Yeah, this wasn't doing this when I first got it.  There was actually some playability to it.  I'm just wondering how to fix it, if possible.

----------


## rforeman

I had the same thing happen. I went to Lowe,s and got a rubbermaid tub and a damprid refillable container. I also mounted a 60 watt light bulb in the tub and let it sit in there for about 24 hours. It worked well and now I keep it in that tub all the time whe I am not printing.

----------


## raysspl

It's imperative you store filament in low humidity storage bins. If you can afford vacuum pressure packaging your filament after each time of usage, presumably there's still a substantial amount left, that is the best as it keep dirt & locks out air. 

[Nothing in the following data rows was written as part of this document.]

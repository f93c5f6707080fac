// domain-digger-lib/tests/integration.rs

//! End-to-end runs through the public API with a scripted transport.

use async_trait::async_trait;
use std::collections::HashMap;
use std::io::Write;
use std::sync::{Arc, Mutex};
use std::time::Duration;

use domain_digger_lib::protocols::{DnsOutcome, RdapOptions, RdapReply, WhoisOptions};
use domain_digger_lib::{
    compile_queue, BulkScheduler, ChannelObserver, Classification, ClassificationEngine,
    ConfigManager, DiggerError, ErrorKind, LookupKind, LookupSettings, LookupTransport,
    NullObserver, ProxyEntry, ProxyMode, RotationPolicy, RunEvent, SchedulerState, StatusUpdate,
};

/// Canned replies keyed by domain prefix, recording which proxy served each call.
#[derive(Default)]
struct ScriptedTransport {
    proxies_used: Mutex<Vec<Option<String>>>,
    failing_proxy_port: Option<u16>,
}

impl ScriptedTransport {
    fn reply_for(domain: &str) -> &'static str {
        match domain.split('.').next().unwrap_or_default() {
            "taken" => "Domain Name: TAKEN\nRegistrar: Example Registrar, Inc.\nCreation Date: 2001-02-03T00:00:00Z\nRegistry Expiry Date: 2099-02-03T00:00:00Z\n",
            "limited" => "Your connection limit exceeded. Please slow down.",
            "empty" => "",
            "reserved" => "This name is reserved by aeDA Regulator",
            _ => "No match for domain",
        }
    }

    fn proxies(&self) -> Vec<Option<String>> {
        self.proxies_used.lock().unwrap().clone()
    }
}

#[async_trait]
impl LookupTransport for ScriptedTransport {
    async fn whois(&self, domain: &str, opts: &WhoisOptions) -> Result<String, DiggerError> {
        self.proxies_used
            .lock()
            .unwrap()
            .push(opts.proxy.as_ref().map(|p| p.key()));

        if let (Some(port), Some(proxy)) = (self.failing_proxy_port, &opts.proxy) {
            if proxy.port == port {
                return Err(DiggerError::network("proxy refused connection"));
            }
        }
        tokio::time::sleep(Duration::from_millis(40)).await;
        Ok(Self::reply_for(domain).to_string())
    }

    async fn dns(&self, domain: &str) -> DnsOutcome {
        if domain.starts_with("taken") {
            DnsOutcome::HasNameservers(vec!["ns1.example.net".to_string()])
        } else {
            DnsOutcome::NoSuchDomain
        }
    }

    async fn rdap(&self, domain: &str, _opts: &RdapOptions) -> Result<RdapReply, DiggerError> {
        let status_code = if domain.starts_with("taken") { 200 } else { 404 };
        Ok(RdapReply {
            status_code,
            body: format!(r#"{{"ldhName":"{}"}}"#, domain),
        })
    }
}

fn words(items: &[&str]) -> Vec<String> {
    items.iter().map(|s| s.to_string()).collect()
}

fn build(settings: LookupSettings, transport: Arc<ScriptedTransport>) -> BulkScheduler {
    let engine = Arc::new(ClassificationEngine::new(settings.assumptions.clone()));
    BulkScheduler::new(Arc::new(settings), transport, engine, Arc::new(NullObserver))
}

#[test]
fn test_library_exports_work() {
    let queue = compile_queue(&words(&["a", "b"]), &words(&["com", "net"]), ".");
    assert_eq!(queue, vec!["a.com", "b.com", "a.net", "b.net"]);

    let info = domain_digger_lib::info();
    assert!(!info.version.is_empty());
    assert!(info.features.contains(&"whois"));
}

#[tokio::test(start_paused = true)]
async fn test_whois_run_classifies_every_kind() {
    let mut settings = LookupSettings::default();
    settings.general.time_between_ms = 200;
    let transport = Arc::new(ScriptedTransport::default());
    let scheduler = build(settings, transport);

    let names = words(&["free", "taken", "limited", "empty", "reserved"]);
    scheduler.start(&names, &words(&["com"])).unwrap();
    assert_eq!(scheduler.wait().await, SchedulerState::Finished);

    let results = scheduler.results();
    let statuses: Vec<Classification> = results.rows().map(|r| r.status).collect();
    assert_eq!(
        statuses,
        vec![
            Classification::Available,
            Classification::Unavailable,
            Classification::Error(ErrorKind::RateLimiting),
            Classification::Error(ErrorKind::NoContent),
            Classification::Error(ErrorKind::ReservedByRegulator),
        ]
    );

    let taken = results.get(1).unwrap();
    assert_eq!(taken.registrar.as_deref(), Some("Example Registrar, Inc."));
    assert!(taken.expiry_date.as_deref().unwrap().contains("2099"));
    assert_eq!(taken.id, 2);

    let stats = scheduler.stats();
    assert_eq!(stats.counts.available, 1);
    assert_eq!(stats.counts.unavailable, 1);
    assert_eq!(stats.counts.error, 3);
    assert!(stats.latency.average.is_some());

    let json = serde_json::to_value(&results).unwrap();
    assert_eq!(json[2]["status"], "error:ratelimiting");
}

#[tokio::test(start_paused = true)]
async fn test_rate_limit_assumption_flips_verdict() {
    let mut settings = LookupSettings::default();
    settings.general.time_between_ms = 10;
    settings.assumptions.ratelimit = true;
    let scheduler = build(settings, Arc::new(ScriptedTransport::default()));

    scheduler.start(&words(&["limited"]), &words(&["com"])).unwrap();
    scheduler.wait().await;
    assert_eq!(
        scheduler.results().get(0).unwrap().status,
        Classification::Unavailable
    );
}

#[tokio::test(start_paused = true)]
async fn test_dns_and_rdap_modes() {
    let mut settings = LookupSettings::default();
    settings.general.lookup_type = LookupKind::Dns;
    let scheduler = build(settings, Arc::new(ScriptedTransport::default()));
    scheduler.start(&words(&["free", "taken"]), &words(&["io"])).unwrap();
    scheduler.wait().await;
    let statuses: Vec<_> = scheduler.results().rows().map(|r| r.status).collect();
    assert_eq!(statuses, vec![Classification::Available, Classification::Unavailable]);

    let mut settings = LookupSettings::default();
    settings.general.lookup_type = LookupKind::Rdap;
    settings.general.time_between_ms = 10;
    let scheduler = build(settings, Arc::new(ScriptedTransport::default()));
    scheduler.start(&words(&["free", "taken"]), &words(&["dev"])).unwrap();
    scheduler.wait().await;
    let results = scheduler.results();
    assert_eq!(results.get(0).unwrap().status, Classification::Available);
    assert_eq!(results.get(1).unwrap().status, Classification::Unavailable);
    assert_eq!(
        results.get(1).unwrap().fields.get("domainName").map(String::as_str),
        Some("taken.dev")
    );
}

#[tokio::test(start_paused = true)]
async fn test_failing_proxy_is_skipped() {
    let mut settings = LookupSettings::default();
    settings.general.time_between_ms = 100;
    settings.general.max_attempts = 3;
    settings.proxy.enable = true;
    settings.proxy.mode = ProxyMode::Multi;
    settings.proxy.multimode = RotationPolicy::Sequential;
    settings.proxy.retries = 1;
    settings.proxy.list = vec![
        ProxyEntry::from("127.0.0.1:1080"),
        ProxyEntry::from("127.0.0.1:1081"),
    ];

    let transport = Arc::new(ScriptedTransport {
        failing_proxy_port: Some(1080),
        ..Default::default()
    });
    let scheduler = build(settings, transport.clone());

    scheduler.start(&words(&["a", "b", "c"]), &words(&["com"])).unwrap();
    scheduler.wait().await;

    let used = transport.proxies();
    let bad = used
        .iter()
        .filter(|p| p.as_deref() == Some("127.0.0.1:1080"))
        .count();
    assert_eq!(bad, 1, "exhausted proxy was reused: {:?}", used);
    assert!(scheduler
        .results()
        .rows()
        .all(|r| r.status == Classification::Available));
}

#[tokio::test(start_paused = true)]
async fn test_observer_sees_progress_in_order() {
    let mut settings = LookupSettings::default();
    settings.general.time_between_ms = 500;
    let (observer, mut rx) = ChannelObserver::new();
    let engine = Arc::new(ClassificationEngine::new(settings.assumptions.clone()));
    let scheduler = BulkScheduler::new(
        Arc::new(settings),
        Arc::new(ScriptedTransport::default()),
        engine,
        Arc::new(observer),
    );

    scheduler.start(&words(&["a", "b"]), &words(&["com"])).unwrap();
    scheduler.wait().await;

    let mut names: HashMap<&'static str, usize> = HashMap::new();
    let mut finished_after_results = false;
    let mut saw_results = false;
    while let Ok(event) = rx.try_recv() {
        match event {
            RunEvent::Status(update) => {
                *names.entry(update.name()).or_default() += 1;
                if update == StatusUpdate::Finished {
                    finished_after_results = saw_results;
                }
            }
            RunEvent::Results(table) => {
                assert_eq!(table.completed(), 2);
                saw_results = true;
            }
        }
    }

    assert!(finished_after_results);
    assert_eq!(names.get("domains.total"), Some(&1));
    assert_eq!(names.get("domains.sent"), Some(&3));
    assert_eq!(names.get("status.available"), Some(&2));
    assert_eq!(names.get("laststatus.available"), Some(&2));
    assert!(names.get("time.current").is_some());
}

#[tokio::test(start_paused = true)]
async fn test_settings_from_toml_drive_a_run() {
    let mut file = tempfile::NamedTempFile::new().unwrap();
    writeln!(
        file,
        r#"
[general]
time_between_ms = 300
tld_separator = "-"

[randomize_time_between]
randomize = true
minimum_ms = 100
maximum_ms = 200
"#
    )
    .unwrap();

    let settings = ConfigManager::new(false).load_file(file.path()).unwrap();
    assert!(settings.randomize_time_between.randomize);

    let scheduler = build(settings, Arc::new(ScriptedTransport::default()));
    scheduler.start(&words(&["x"]), &words(&["com", "net"])).unwrap();
    scheduler.wait().await;

    let domains: Vec<String> = scheduler.results().rows().map(|r| r.domain.clone()).collect();
    assert_eq!(domains, vec!["x-com", "x-net"]);
}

Filament snapping like a twig will happen when exposed to elements of your home, office, school.

----------


## Geoff

> It's imperative you store filament in low humidity storage bins. If you can afford vacuum pressure packaging your filament after each time of usage, presumably there's still a substantial amount left, that is the best as it keep dirt & locks out air. 
> 
> Filament snapping like a twig will happen when exposed to elements of your home, office, school.


I wouldn't say necessarily imperative. I have had spools of ABS out in the open in the garage with lots of condensation and dust, a quick blast with an air compressor over a year later and it prints like new - and should never be brittle at any stage of it's life as John said. PLA on the other hand, I find brand new rolls out of the vacuum seal can be brittle, especially the no colour filament I got, its almost like raw spaghetti.

----------


## raysspl

> I wouldn't say necessarily imperative. I have had spools of ABS out in the open in the garage with lots of condensation and dust, a quick blast with an air compressor over a year later and it prints like new - and should never be brittle at any stage of it's life as John said. PLA on the other hand, I find brand new rolls out of the vacuum seal can be brittle, especially the no colour filament I got, its almost like raw spaghetti.


Geoff, you're right. What I said meant for PLA & not necessarily ABS.

----------


## iDig3Dprinting

This seems a bit odd. One would have to suggest that it is in part to do with the filament quality.

----------


## curious aardvark

Actually, is the filament in sunlight ? 

Abs is subject to uv breakdown. It's one reason outdoor things are often better made from pla, which isn't as susceptible to uv radiation. 

Makes more sense than water.

----------


## Geoff

> Actually, is the filament in sunlight ? 
> 
> Abs is subject to uv breakdown. It's one reason outdoor things are often better made from pla, which isn't as susceptible to uv radiation. 
> 
> Makes more sense than water.


I am testing this at the moment, I have 10 test pieces of filament outside on the back deck, they have been there for a day now, i'm going to leave them a few more weeks and then test them. 5 x PLA and 5 x ABS test pieces, all 5 metres each, enough to print a test cube from them all.  I want to give them a good amount of time in the direct sunlight and condensation and see which one holds up the best, I will do a pretty detailed thread about it.

Already I can say, one of the PLA pieces has started to change. The clear Red PLA or crystal Red has gone a very pale while in some sections, it looks like moisture definately has gotten in there somewhere overnight. We are talking intense condensation tho ppl... I live in the country, it gets very cold overnight and very warm in the day.

----------


## curious aardvark

cool, look forward to seeing the results :-)

----------


## lucidpsykosis

> Actually, is the filament in sunlight ? 
> 
> Abs is subject to uv breakdown. It's one reason outdoor things are often better made from pla, which isn't as susceptible to uv radiation. 
> 
> Makes more sense than water.


No, its actually in a dark room.  Plus I live in Utah, which has a pretty low level of humidity.  Maybe I did get a bad roll or quality, not sure.  I had a few people who've printed with it recommend them.  I have been pretty much using Octave brand, but I thought I'd try others, especially since its a little cheaper; but cheaper isn't always better.

----------


## curious aardvark

weird. 

You don't by chance have one of those room 'freshener' sprays in the room ? 

Just a thought, that crap could rot through anything.

----------


## lucidpsykosis

> weird. 
> 
> You don't by chance have one of those room 'freshener' sprays in the room ? 
> 
> Just a thought, that crap could rot through anything.


Lol...no.  I'm wondering if I should contact E-Sun and ask what they can do (which is probably nothing).

----------


## jfkansas

I have had perfectly good brand new rolls that are brittle in places. If you tested the filaments raw brittleness, most place it will just bend, but every few inches or more it would snap. It hasn't affected print quality at all from what I have seen. I am more concerned with layer adhesion which directly affects part strength.

----------


## lucidpsykosis

> I have had perfectly good brand new rolls that are brittle in places. If you tested the filaments raw brittleness, most place it will just bend, but every few inches or more it would snap. It hasn't affected print quality at all from what I have seen. I am more concerned with layer adhesion which directly affects part strength.


I got thinking about that earlier, and took a look under a scope (thanks for the idea Geoff).  I could tell after printing and cooling, there were a few micro lines of space.  Who knows if its the brittleness or the machine.

----------